Collected data entries:
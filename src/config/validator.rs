//! Configuration validation for deployments.
//!
//! Checks run before any remote call so obviously malformed inputs never
//! reach the control plane.

use crate::error::{CloudformError, ConfigError, Result};
use tracing::debug;

use super::spec::{DeployConfig, SettingsConfig, StackConfig};

/// Longest stack name the control plane accepts.
pub const MAX_STACK_NAME_LEN: usize = 128;

/// Upper bound accepted for the nested change-set depth guard.
pub const MAX_NESTING_DEPTH_LIMIT: usize = 256;

/// Poll intervals above this produce a warning.
const SLOW_POLL_INTERVAL_SECS: u64 = 60;

/// Validator for deployment configurations.
#[derive(Debug, Default)]
pub struct ConfigValidator {
    /// Whether a template must be present (deploy) or not (delete, status).
    require_template: bool,
    /// Whether the stack name may be left out (diff by change-set id).
    stack_name_optional: bool,
}

/// Validation result containing all errors found.
#[derive(Debug, Default)]
pub struct ValidationResult {
    /// List of validation errors.
    pub errors: Vec<ValidationError>,
    /// List of warnings (non-fatal issues).
    pub warnings: Vec<String>,
}

/// A single validation error.
#[derive(Debug)]
pub struct ValidationError {
    /// The field path that failed validation.
    pub field: String,
    /// The error message.
    pub message: String,
}

impl ConfigValidator {
    /// Creates a validator that does not require a template.
    #[must_use]
    pub const fn new() -> Self {
        Self {
            require_template: false,
            stack_name_optional: false,
        }
    }

    /// Requires `stack.template` to be set.
    #[must_use]
    pub const fn requiring_template(mut self) -> Self {
        self.require_template = true;
        self
    }

    /// Accepts a configuration without `stack.name`.
    ///
    /// A name that is given is still checked.
    #[must_use]
    pub const fn allowing_missing_stack_name(mut self) -> Self {
        self.stack_name_optional = true;
        self
    }

    /// Validates a deployment configuration.
    ///
    /// # Errors
    ///
    /// Returns the first validation error if any check fails.
    pub fn validate(&self, config: &DeployConfig) -> Result<ValidationResult> {
        let mut result = ValidationResult::default();

        self.validate_stack(&config.stack, &mut result);
        Self::validate_parameters(config, &mut result);
        Self::validate_settings(&config.settings, &mut result);

        if result.errors.is_empty() {
            debug!("Configuration validation passed");
            Ok(result)
        } else {
            let first_error = &result.errors[0];
            Err(CloudformError::Config(ConfigError::ValidationError {
                message: first_error.message.clone(),
                field: Some(first_error.field.clone()),
            }))
        }
    }

    fn validate_stack(&self, stack: &StackConfig, result: &mut ValidationResult) {
        match stack.name.as_deref() {
            None | Some("") if self.stack_name_optional => {}
            None | Some("") => result.error("stack.name", "Stack name is required"),
            Some(name) if !is_valid_stack_name(name) => result.error(
                "stack.name",
                format!(
                    "Stack name '{name}' is invalid. Must start with a letter, contain only \
                     alphanumerics and hyphens, and be at most {MAX_STACK_NAME_LEN} characters."
                ),
            ),
            Some(_) => {}
        }

        if self.require_template && stack.template.as_deref().is_none_or(str::is_empty) {
            result.error("stack.template", "A template path, URL or body is required");
        }

        if let Some(role) = &stack.role_arn
            && !role.starts_with("arn:")
        {
            result.error(
                "stack.role_arn",
                format!("Role '{role}' is not an ARN (expected 'arn:...:role/...')"),
            );
        }
    }

    fn validate_parameters(config: &DeployConfig, result: &mut ValidationResult) {
        for key in config.parameters.keys() {
            if !is_valid_parameter_key(key) {
                result.error(
                    format!("parameters.{key}"),
                    format!("Parameter name '{key}' must be alphanumeric"),
                );
            }
        }

        for key in config.tags.keys() {
            if key.trim().is_empty() {
                result.error("tags", "Tag keys cannot be empty");
            } else if key.starts_with("aws:") {
                result.error(
                    format!("tags.{key}"),
                    "Tag keys starting with 'aws:' are reserved",
                );
            }
        }
    }

    fn validate_settings(settings: &SettingsConfig, result: &mut ValidationResult) {
        if settings.poll_interval_secs == 0 {
            result.error("settings.poll_interval_secs", "Poll interval must be at least 1 second");
        } else if settings.poll_interval_secs > SLOW_POLL_INTERVAL_SECS {
            result.warnings.push(format!(
                "settings.poll_interval_secs is {}s; progress will be slow to show",
                settings.poll_interval_secs
            ));
        }

        if settings.max_nesting_depth == 0 || settings.max_nesting_depth > MAX_NESTING_DEPTH_LIMIT {
            result.error(
                "settings.max_nesting_depth",
                format!("Nesting depth must be between 1 and {MAX_NESTING_DEPTH_LIMIT}"),
            );
        }

        if settings.timeout_secs == Some(0) {
            result.error("settings.timeout_secs", "Timeout must be at least 1 second");
        }
    }
}

/// Stack names start with a letter and contain only ASCII alphanumerics
/// and hyphens.
fn is_valid_stack_name(name: &str) -> bool {
    let mut chars = name.chars();

    let Some(first) = chars.next() else {
        return false;
    };

    first.is_ascii_alphabetic()
        && name.len() <= MAX_STACK_NAME_LEN
        && chars.all(|c| c.is_ascii_alphanumeric() || c == '-')
}

fn is_valid_parameter_key(key: &str) -> bool {
    !key.is_empty() && key.chars().all(|c| c.is_ascii_alphanumeric())
}

impl ValidationResult {
    fn error(&mut self, field: impl Into<String>, message: impl Into<String>) {
        self.errors.push(ValidationError {
            field: field.into(),
            message: message.into(),
        });
    }

    /// Returns true if validation passed (no errors).
    #[must_use]
    pub const fn is_valid(&self) -> bool {
        self.errors.is_empty()
    }

    /// Returns the number of errors.
    #[must_use]
    pub const fn error_count(&self) -> usize {
        self.errors.len()
    }

    /// Returns the number of warnings.
    #[must_use]
    pub const fn warning_count(&self) -> usize {
        self.warnings.len()
    }
}

impl std::fmt::Display for ValidationError {
    fn fmt(&self, f: &mut std::fmt::Formatter<'_>) -> std::fmt::Result {
        write!(f, "{}: {}", self.field, self.message)
    }
}
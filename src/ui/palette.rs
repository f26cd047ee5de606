//! Terminal colour primitives.

use colored::Colorize;

/// A colour the UI can apply to text.
#[derive(Debug, Clone, Copy, PartialEq, Eq)]
pub enum Tone {
    /// No decoration.
    Plain,
    /// In-progress work and modifications.
    Blue,
    /// Failures, rollbacks and removals.
    Red,
    /// Completed work and additions.
    Green,
    /// Headings.
    Yellow,
}

/// Maps a tone to decorated text.
pub trait Palette: Send + Sync {
    /// Returns `text` decorated with `tone`.
    fn paint(&self, tone: Tone, text: &str) -> String;
}

/// ANSI colours via `colored`.
#[derive(Debug, Clone, Copy, Default)]
pub struct AnsiPalette;

impl Palette for AnsiPalette {
    fn paint(&self, tone: Tone, text: &str) -> String {
        match tone {
            Tone::Plain => text.to_string(),
            Tone::Blue => text.blue().to_string(),
            Tone::Red => text.red().to_string(),
            Tone::Green => text.green().to_string(),
            Tone::Yellow => text.yellow().to_string(),
        }
    }
}

/// Leaves text untouched.
#[derive(Debug, Clone, Copy, Default)]
pub struct PlainPalette;

impl Palette for PlainPalette {
    fn paint(&self, _tone: Tone, text: &str) -> String {
        text.to_string()
    }
}
//! Domain types for stacks, change sets and their requests.
//!
//! These are immutable snapshots of remote state. Statuses are kept as raw
//! strings because the remote set of values is open-ended; display
//! categories are always derived through the status classifier.

use serde::{Deserialize, Serialize};
use std::collections::BTreeMap;
use std::fmt;

/// Message the control plane reports when a change set has no diff.
pub const NO_CHANGES_MESSAGE: &str =
    "The submitted information didn't contain changes. Submit different information to create a change set.";

/// Message returned when an update has nothing to do.
pub const NO_UPDATES_MESSAGE: &str = "No updates are to be performed.";

/// Final status reported when a deployment is skipped for lack of changes.
pub const DEPLOY_SKIPPED: &str = "DEPLOY_SKIPPED";

/// Status reported for a stack that vanished while being deleted.
pub const DELETE_COMPLETE: &str = "DELETE_COMPLETE";

/// Returns true if the message is one of the known "nothing to change" replies.
#[must_use]
pub fn is_no_changes_message(message: &str) -> bool {
    let message = message.trim();
    message == NO_CHANGES_MESSAGE || message == NO_UPDATES_MESSAGE
}

/// Returns true once a stack status is no longer transitional.
#[must_use]
pub fn is_settled(status: &str) -> bool {
    !(status.ends_with("_IN_PROGRESS") || status.ends_with("_PENDING"))
}

/// Snapshot of a remote stack.
#[derive(Debug, Clone, PartialEq, Eq, Serialize, Deserialize)]
pub struct Stack {
    /// Stack name.
    pub name: String,
    /// Opaque stack id, present once the stack exists.
    pub id: Option<String>,
    /// Raw status string.
    pub status: String,
    /// Reason attached to the current status.
    pub status_reason: Option<String>,
}

/// A resource belonging to a stack.
#[derive(Debug, Clone, PartialEq, Eq, Serialize, Deserialize)]
pub struct StackResource {
    /// Logical id from the template.
    pub logical_id: String,
    /// Physical id assigned by the provider.
    pub physical_id: Option<String>,
    /// Resource type, e.g. `AWS::S3::Bucket`.
    pub resource_type: String,
    /// Raw status string.
    pub status: String,
    /// Reason attached to the current status.
    pub status_reason: Option<String>,
}

/// Whether a change set creates a new stack or updates an existing one.
#[derive(Debug, Clone, Copy, PartialEq, Eq, Serialize, Deserialize)]
#[serde(rename_all = "UPPERCASE")]
pub enum ChangeSetType {
    /// The stack does not exist yet.
    Create,
    /// The stack already exists.
    Update,
}

impl fmt::Display for ChangeSetType {
    fn fmt(&self, f: &mut fmt::Formatter<'_>) -> fmt::Result {
        let s = match self {
            Self::Create => "CREATE",
            Self::Update => "UPDATE",
        };
        write!(f, "{s}")
    }
}

/// Action a change set will take on a resource.
#[derive(Debug, Clone, PartialEq, Eq, Serialize, Deserialize)]
pub enum ChangeAction {
    /// Resource will be created.
    Add,
    /// Resource will be modified in place or replaced.
    Modify,
    /// Resource will be deleted.
    Remove,
    /// Any other action the remote reports (import, dynamic).
    Other(String),
}

impl ChangeAction {
    /// Parses the raw action string from the remote.
    #[must_use]
    pub fn from_remote(action: &str) -> Self {
        match action {
            "Add" => Self::Add,
            "Modify" => Self::Modify,
            "Remove" => Self::Remove,
            other => Self::Other(other.to_string()),
        }
    }

    /// Single-character marker shown in the diff tree.
    #[must_use]
    pub const fn symbol(&self) -> &'static str {
        match self {
            Self::Add => "+",
            Self::Modify => ">",
            Self::Remove => "-",
            Self::Other(_) => "?",
        }
    }
}

/// A single resource change inside a change set.
#[derive(Debug, Clone, PartialEq, Eq, Serialize, Deserialize)]
pub struct ResourceChange {
    /// What will happen to the resource.
    pub action: ChangeAction,
    /// Resource type.
    pub resource_type: String,
    /// Logical id from the template.
    pub logical_id: String,
    /// Id of the nested stack's own change set, for nested stack resources.
    pub nested_change_set: Option<String>,
}

impl ResourceChange {
    /// Creates a change for a plain (non-stack) resource.
    #[must_use]
    pub fn new(action: ChangeAction, resource_type: &str, logical_id: &str) -> Self {
        Self {
            action,
            resource_type: resource_type.to_string(),
            logical_id: logical_id.to_string(),
            nested_change_set: None,
        }
    }

    /// Marks this change as a nested stack backed by the given change set.
    #[must_use]
    pub fn with_nested_change_set(mut self, change_set_id: &str) -> Self {
        self.nested_change_set = Some(change_set_id.to_string());
        self
    }

    /// Returns true if this change is a nested stack.
    #[must_use]
    pub const fn is_nested(&self) -> bool {
        self.nested_change_set.is_some()
    }
}

/// Snapshot of a change set.
#[derive(Debug, Clone, PartialEq, Eq, Serialize, Deserialize)]
pub struct ChangeSet {
    /// Change set name.
    pub name: String,
    /// Opaque change set id.
    pub id: Option<String>,
    /// Stack the change set targets.
    pub stack_name: String,
    /// Raw status string.
    pub status: String,
    /// Failure reason, when the remote supplies one.
    pub status_reason: Option<String>,
    /// Ordered resource changes.
    pub changes: Vec<ResourceChange>,
}

impl ChangeSet {
    /// Returns true when the change set is ready to be executed.
    #[must_use]
    pub fn is_ready(&self) -> bool {
        self.status.ends_with("_COMPLETE")
    }

    /// Returns true when the change set failed to compute.
    #[must_use]
    pub fn is_failed(&self) -> bool {
        self.status == "FAILED"
    }
}

/// Elevated permissions a deployment declares.
#[derive(Debug, Clone, Copy, PartialEq, Eq, Serialize, Deserialize)]
pub enum Capability {
    /// Allows creating IAM resources with custom names.
    NamedIam,
    /// Allows macros and nested stacks to expand.
    AutoExpand,
}

impl Capability {
    /// Capabilities every deployment requests.
    pub const DEFAULT: [Self; 2] = [Self::NamedIam, Self::AutoExpand];

    /// Wire name of the capability.
    #[must_use]
    pub const fn as_str(self) -> &'static str {
        match self {
            Self::NamedIam => "CAPABILITY_NAMED_IAM",
            Self::AutoExpand => "CAPABILITY_AUTO_EXPAND",
        }
    }
}

/// Where the template comes from.
#[derive(Debug, Clone, PartialEq, Eq, Serialize, Deserialize)]
pub enum TemplateSource {
    /// Inline template body.
    Body(String),
    /// Template hosted at a URL.
    Url(String),
}

/// A template parameter value.
#[derive(Debug, Clone, PartialEq, Eq, Serialize, Deserialize)]
pub struct Parameter {
    /// Parameter name.
    pub key: String,
    /// Parameter value.
    pub value: String,
}

impl Parameter {
    /// Creates a parameter.
    #[must_use]
    pub fn new(key: impl Into<String>, value: impl Into<String>) -> Self {
        Self {
            key: key.into(),
            value: value.into(),
        }
    }
}

/// Request to create a change set.
#[derive(Debug, Clone, PartialEq, Eq)]
pub struct CreateChangeSetRequest {
    /// Create or update.
    pub change_set_type: ChangeSetType,
    /// Unique change set name.
    pub change_set_name: String,
    /// Target stack.
    pub stack_name: String,
    /// Template body or URL.
    pub template: TemplateSource,
    /// Parameter values.
    pub parameters: Vec<Parameter>,
    /// Stack tags, sorted by key.
    pub tags: BTreeMap<String, String>,
    /// Declared capabilities.
    pub capabilities: Vec<Capability>,
    /// Optional execution role.
    pub role_arn: Option<String>,
    /// Whether nested stacks get their own change sets.
    pub include_nested_stacks: bool,
}
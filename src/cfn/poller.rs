//! Fixed-interval polling with local cancellation.
//!
//! The control plane never pushes state changes, so every wait in the
//! system is a loop of fetch, inspect, sleep. [`Poller`] owns that loop and
//! the cancellation token that can abandon it.

use std::future::Future;
use std::time::Duration;

use tokio_util::sync::CancellationToken;
use tracing::debug;

use crate::error::{Result, StackError};

/// Default interval between two polls.
pub const DEFAULT_POLL_INTERVAL: Duration = Duration::from_secs(2);

/// Drives polling loops and guards remote calls against cancellation.
#[derive(Debug, Clone)]
pub struct Poller {
    /// Delay between two fetches.
    interval: Duration,
    /// Caller-supplied cancellation signal.
    cancel: CancellationToken,
}

impl Default for Poller {
    fn default() -> Self {
        Self::new(DEFAULT_POLL_INTERVAL, CancellationToken::new())
    }
}

impl Poller {
    /// Creates a poller.
    #[must_use]
    pub const fn new(interval: Duration, cancel: CancellationToken) -> Self {
        Self { interval, cancel }
    }

    /// Returns the polling interval.
    #[must_use]
    pub const fn interval(&self) -> Duration {
        self.interval
    }

    /// Returns the cancellation token.
    #[must_use]
    pub const fn token(&self) -> &CancellationToken {
        &self.cancel
    }

    /// Fails if cancellation has been requested.
    ///
    /// Called before every remote call.
    ///
    /// # Errors
    ///
    /// Returns `StackError::Cancelled` naming the operation.
    pub fn ensure_active(&self, operation: &str) -> Result<()> {
        if self.cancel.is_cancelled() {
            return Err(StackError::cancelled(operation).into());
        }
        Ok(())
    }

    /// Fetches until `is_terminal` accepts the snapshot.
    ///
    /// Every iteration checks the cancellation token before fetching, and
    /// the sleep between iterations is interrupted by cancellation. There is
    /// no iteration cap.
    ///
    /// # Errors
    ///
    /// Returns the first error from `fetch` or `is_terminal`, or
    /// `StackError::Cancelled` if the token fires.
    pub async fn until<T, F, Fut, P>(
        &self,
        operation: &str,
        mut fetch: F,
        mut is_terminal: P,
    ) -> Result<T>
    where
        F: FnMut() -> Fut,
        Fut: Future<Output = Result<T>>,
        P: FnMut(&T) -> Result<bool>,
    {
        let mut attempt: u64 = 0;

        loop {
            self.ensure_active(operation)?;
            attempt += 1;

            let snapshot = fetch().await?;
            if is_terminal(&snapshot)? {
                debug!("{operation}: settled after {attempt} polls");
                return Ok(snapshot);
            }

            debug!("{operation}: poll {attempt} not terminal, waiting {:?}", self.interval);

            tokio::select! {
                () = self.cancel.cancelled() => {
                    return Err(StackError::cancelled(operation).into());
                }
                () = tokio::time::sleep(self.interval) => {}
            }
        }
    }
}

#[cfg(test)]
mod tests {
    use super::*;
    use std::sync::atomic::{AtomicU32, Ordering};

    fn fast_poller() -> Poller {
        Poller::new(Duration::ZERO, CancellationToken::new())
    }

    #[tokio::test]
    async fn test_polls_until_terminal() {
        let poller = fast_poller();
        let counter = AtomicU32::new(0);
        let calls = &counter;

        let value = poller
            .until(
                "counting",
                move || async move { Ok(calls.fetch_add(1, Ordering::SeqCst) + 1) },
                |n| Ok(*n >= 3),
            )
            .await
            .expect("poll should settle");

        assert_eq!(value, 3);
        assert_eq!(counter.load(Ordering::SeqCst), 3);
    }

    #[tokio::test]
    async fn test_predicate_error_aborts() {
        let poller = fast_poller();

        let result: Result<u32> = poller
            .until(
                "failing",
                || async { Ok(1) },
                |_| Err(StackError::transport("failing", "boom").into()),
            )
            .await;

        assert!(result.is_err());
    }

    #[tokio::test]
    async fn test_cancelled_before_first_fetch() {
        let poller = fast_poller();
        poller.token().cancel();
        let counter = AtomicU32::new(0);
        let calls = &counter;

        let result = poller
            .until(
                "waiting",
                move || async move {
                    calls.fetch_add(1, Ordering::SeqCst);
                    Ok(())
                },
                |_| Ok(false),
            )
            .await;

        assert!(result.expect_err("should be cancelled").is_cancelled());
        assert_eq!(counter.load(Ordering::SeqCst), 0);
    }

    #[tokio::test]
    async fn test_cancellation_interrupts_sleep() {
        let poller = Poller::new(Duration::from_secs(3600), CancellationToken::new());
        let token = poller.token().clone();

        tokio::spawn(async move {
            tokio::time::sleep(Duration::from_millis(10)).await;
            token.cancel();
        });

        let result = poller
            .until("sleeping", || async { Ok(()) }, |_| Ok(false))
            .await;

        assert!(result.expect_err("should be cancelled").is_cancelled());
    }

    #[test]
    fn test_ensure_active() {
        let poller = fast_poller();
        assert!(poller.ensure_active("describing stack").is_ok());
        poller.token().cancel();
        assert!(poller.ensure_active("describing stack").is_err());
    }
}
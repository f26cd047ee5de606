//! Status classification.
//!
//! The control plane reports an open-ended set of status strings. This
//! module folds them into four display categories. Rules are checked in
//! order and the first match wins, so `DELETE_IN_PROGRESS` and
//! `UPDATE_ROLLBACK_COMPLETE` land in `Failed` even though a later, more
//! generic suffix rule would also match them.

use serde::Serialize;

use super::palette::{Palette, Tone};

/// Display category of a raw status.
#[derive(Debug, Clone, Copy, PartialEq, Eq, Hash, Serialize)]
#[serde(rename_all = "kebab-case")]
pub enum StatusCategory {
    /// Not started, or waiting on review.
    Pending,
    /// Transitioning.
    InProgress,
    /// Failed, rolling back, or being deleted.
    Failed,
    /// Done.
    Complete,
}

impl StatusCategory {
    /// Colour used for this category.
    #[must_use]
    pub const fn tone(self) -> Tone {
        match self {
            Self::Pending => Tone::Plain,
            Self::InProgress => Tone::Blue,
            Self::Failed => Tone::Red,
            Self::Complete => Tone::Green,
        }
    }
}

impl std::fmt::Display for StatusCategory {
    fn fmt(&self, f: &mut std::fmt::Formatter<'_>) -> std::fmt::Result {
        let s = match self {
            Self::Pending => "pending",
            Self::InProgress => "in-progress",
            Self::Failed => "failed",
            Self::Complete => "complete",
        };
        write!(f, "{s}")
    }
}

/// Category and symbol for a status.
#[derive(Debug, Clone, Copy, PartialEq, Eq)]
pub struct StatusRep {
    /// Display category.
    pub category: StatusCategory,
    /// One-character marker.
    pub symbol: &'static str,
}

/// Classifies a raw status string.
#[must_use]
pub fn classify(status: &str) -> StatusRep {
    let (category, symbol) = if status == "REVIEW_IN_PROGRESS" {
        (StatusCategory::Pending, ".")
    } else if status.ends_with("_FAILED")
        || status.starts_with("DELETE_")
        || status.contains("ROLLBACK")
    {
        (StatusCategory::Failed, "x")
    } else if status.ends_with("_IN_PROGRESS") {
        (StatusCategory::InProgress, "o")
    } else if status.ends_with("_COMPLETE") {
        (StatusCategory::Complete, "✓")
    } else {
        (StatusCategory::Pending, ".")
    };

    StatusRep { category, symbol }
}

/// Wraps a message in the colour of the accompanying status.
#[must_use]
pub fn colourise(palette: &dyn Palette, message: &str, status: &str) -> String {
    palette.paint(classify(status).category.tone(), message)
}

/// Wraps a status in its own colour.
#[must_use]
pub fn colourise_status(palette: &dyn Palette, status: &str) -> String {
    colourise(palette, status, status)
}

/// Colourised symbol for a status.
#[must_use]
pub fn status_symbol(palette: &dyn Palette, status: &str) -> String {
    let rep = classify(status);
    palette.paint(rep.category.tone(), rep.symbol)
}

#[cfg(test)]
mod tests {
    use super::*;
    use crate::ui::palette::PlainPalette;

    fn rep(status: &str) -> (StatusCategory, &'static str) {
        let r = classify(status);
        (r.category, r.symbol)
    }

    #[test]
    fn test_review_in_progress_is_pending() {
        assert_eq!(rep("REVIEW_IN_PROGRESS"), (StatusCategory::Pending, "."));
    }

    #[test]
    fn test_rollback_wins_over_complete() {
        assert_eq!(rep("UPDATE_ROLLBACK_COMPLETE"), (StatusCategory::Failed, "x"));
        assert_eq!(rep("ROLLBACK_COMPLETE"), (StatusCategory::Failed, "x"));
    }

    #[test]
    fn test_delete_prefix_wins_over_in_progress() {
        assert_eq!(rep("DELETE_IN_PROGRESS"), (StatusCategory::Failed, "x"));
        assert_eq!(rep("DELETE_COMPLETE"), (StatusCategory::Failed, "x"));
    }

    #[test]
    fn test_suffix_rules() {
        assert_eq!(rep("CREATE_COMPLETE"), (StatusCategory::Complete, "✓"));
        assert_eq!(rep("UPDATE_IN_PROGRESS"), (StatusCategory::InProgress, "o"));
        assert_eq!(rep("CREATE_FAILED"), (StatusCategory::Failed, "x"));
    }

    #[test]
    fn test_unknown_and_empty_default_to_pending() {
        assert_eq!(rep(""), (StatusCategory::Pending, "."));
        assert_eq!(rep("CREATE_PENDING"), (StatusCategory::Pending, "."));
        assert_eq!(rep("DEPLOY_SKIPPED"), (StatusCategory::Pending, "."));
    }

    #[test]
    fn test_classify_is_deterministic() {
        for status in ["UPDATE_COMPLETE", "IMPORT_ROLLBACK_IN_PROGRESS", "weird", "FAILED"] {
            assert_eq!(classify(status), classify(status));
        }
    }

    #[test]
    fn test_colourise_status_with_plain_palette() {
        assert_eq!(colourise_status(&PlainPalette, "CREATE_COMPLETE"), "CREATE_COMPLETE");
        assert_eq!(colourise(&PlainPalette, "msg", "CREATE_FAILED"), "msg");
        assert_eq!(status_symbol(&PlainPalette, "CREATE_FAILED"), "x");
    }

    #[test]
    fn test_category_tones() {
        assert_eq!(StatusCategory::Complete.tone(), Tone::Green);
        assert_eq!(StatusCategory::InProgress.tone(), Tone::Blue);
        assert_eq!(StatusCategory::Failed.tone(), Tone::Red);
        assert_eq!(StatusCategory::Pending.tone(), Tone::Plain);
    }
}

What needs to be done:
Both the first line of the records above and the line containing "by change-set id)." are to be transcribed exactly, together with every line between them, and nothing else.

Output below:
filename src/config/validator.rs
//! Configuration validation for deployments.
//!
//! Checks run before any remote call so obviously malformed inputs never
//! reach the control plane.

use crate::error::{CloudformError, ConfigError, Result};
use tracing::debug;

use super::spec::{DeployConfig, SettingsConfig, StackConfig};

/// Longest stack name the control plane accepts.
pub const MAX_STACK_NAME_LEN: usize = 128;

/// Upper bound accepted for the nested change-set depth guard.
pub const MAX_NESTING_DEPTH_LIMIT: usize = 256;

/// Poll intervals above this produce a warning.
const SLOW_POLL_INTERVAL_SECS: u64 = 60;

/// Validator for deployment configurations.
#[derive(Debug, Default)]
pub struct ConfigValidator {
    /// Whether a template must be present (deploy) or not (delete, status).
    require_template: bool,
    /// Whether the stack name may be left out (diff by change-set id).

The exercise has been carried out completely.